*Prompt*:
Could you please count how many lines in the data below hold the string "config"? Reply with only the number.

*Data shown*:
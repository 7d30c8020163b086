#![forbid(unsafe_code)]

// Media module - the engine boundary and its implementations
// The signaling core only talks to `MediaEngine` and the handles it returns

pub mod config;
pub mod engine;
#[cfg(any(test, feature = "loopback"))]
pub mod loopback;
#[cfg(feature = "mediasoup")]
pub mod mediasoup_engine;
pub mod types;

pub use config::{MediaConfig, PlainTransportConfig, RouterConfig, TapCapabilities, WorkerConfig};
pub use engine::{Consumer, MediaEngine, PlainTransport, Producer, RoutingContext, WebRtcTransport};
#[cfg(any(test, feature = "loopback"))]
pub use loopback::LoopbackEngine;
pub use types::{
    ConsumerInfo, MediaError, MediaKind, MediaResult, PublishedProducer, TapDescriptor,
    TapEndpoint, TransportInfo,
};

use std::sync::Arc;
use tracing::info;

#[cfg(not(any(feature = "mediasoup", feature = "loopback")))]
compile_error!("roomcast needs a media engine: enable the `mediasoup` or `loopback` feature");

/// Starts the engine the binary was built with
pub async fn start_engine(config: MediaConfig) -> MediaResult<Arc<dyn MediaEngine>> {
    #[cfg(feature = "mediasoup")]
    {
        let engine = mediasoup_engine::MediasoupEngine::new(config).await?;
        info!("Media engine: mediasoup");
        Ok(Arc::new(engine))
    }

    #[cfg(all(feature = "loopback", not(feature = "mediasoup")))]
    {
        tracing::warn!("Built without the `mediasoup` feature, media stays in-process (loopback)");
        let engine = LoopbackEngine::new(config.router_config.media_codecs);
        info!("Media engine: {}", engine.name());
        Ok(Arc::new(engine))
    }
}
#![forbid(unsafe_code)]

// Engine boundary - the operations the signaling core calls on the media engine.
// The core never inspects engine internals; negotiation data travels as JSON.

use crate::media::types::{MediaKind, MediaResult, PlainTuple, TransportInfo};
use async_trait::async_trait;
use serde_json::Value;
use std::net::IpAddr;
use std::sync::Arc;

/// Creates one routing context per room
#[async_trait]
pub trait MediaEngine: Send + Sync {
    /// Short engine name for logs and the health endpoint
    fn name(&self) -> &'static str;

    /// Creates a new routing context (one engine round-trip)
    async fn create_router(&self, room_id: &str) -> MediaResult<Arc<dyn RoutingContext>>;
}

/// Per-room namespace inside the engine (a mediasoup router)
#[async_trait]
pub trait RoutingContext: Send + Sync {
    fn id(&self) -> String;

    /// Capabilities sent to every participant before the handshake
    fn rtp_capabilities(&self) -> Value;

    /// Whether a subscriber with `rtp_capabilities` can receive `producer_id`
    fn can_consume(&self, producer_id: &str, rtp_capabilities: &Value) -> bool;

    async fn create_webrtc_transport(&self) -> MediaResult<Box<dyn WebRtcTransport>>;

    /// Plain RTP transport without ICE/DTLS, used by the tap path
    async fn create_plain_transport(&self) -> MediaResult<Box<dyn PlainTransport>>;

    /// Releases the routing context and everything created on it
    fn close(&self);
}

/// Interactive transport negotiated with a participant
#[async_trait]
pub trait WebRtcTransport: Send + Sync {
    fn id(&self) -> String;

    /// Connection parameters for the remote peer
    fn info(&self) -> TransportInfo;

    async fn connect(&self, dtls_parameters: Value) -> MediaResult<()>;

    async fn produce(&self, kind: MediaKind, rtp_parameters: Value) -> MediaResult<Box<dyn Producer>>;

    async fn consume(
        &self,
        producer_id: &str,
        rtp_capabilities: Value,
        paused: bool,
    ) -> MediaResult<Box<dyn Consumer>>;

    /// Closes the transport and every producer/consumer created on it
    fn close(&self);
}

/// One-way transport mirroring media to a plain RTP endpoint
#[async_trait]
pub trait PlainTransport: Send + Sync {
    fn id(&self) -> String;

    fn tuple(&self) -> PlainTuple;

    async fn connect(&self, ip: IpAddr, port: u16, rtcp_port: Option<u16>) -> MediaResult<()>;

    async fn consume(
        &self,
        producer_id: &str,
        rtp_capabilities: Value,
        paused: bool,
    ) -> MediaResult<Box<dyn Consumer>>;

    fn close(&self);
}

pub trait Producer: Send + Sync {
    fn id(&self) -> String;
    fn kind(&self) -> MediaKind;
    fn close(&self);
}

#[async_trait]
pub trait Consumer: Send + Sync {
    fn id(&self) -> String;
    fn producer_id(&self) -> String;
    fn kind(&self) -> MediaKind;
    fn rtp_parameters(&self) -> Value;

    /// Engine consumer type ("simple", "simulcast", ...)
    fn consumer_type(&self) -> String;

    fn paused(&self) -> bool;
    async fn resume(&self) -> MediaResult<()>;
    fn close(&self);
}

*Expected answer*:
5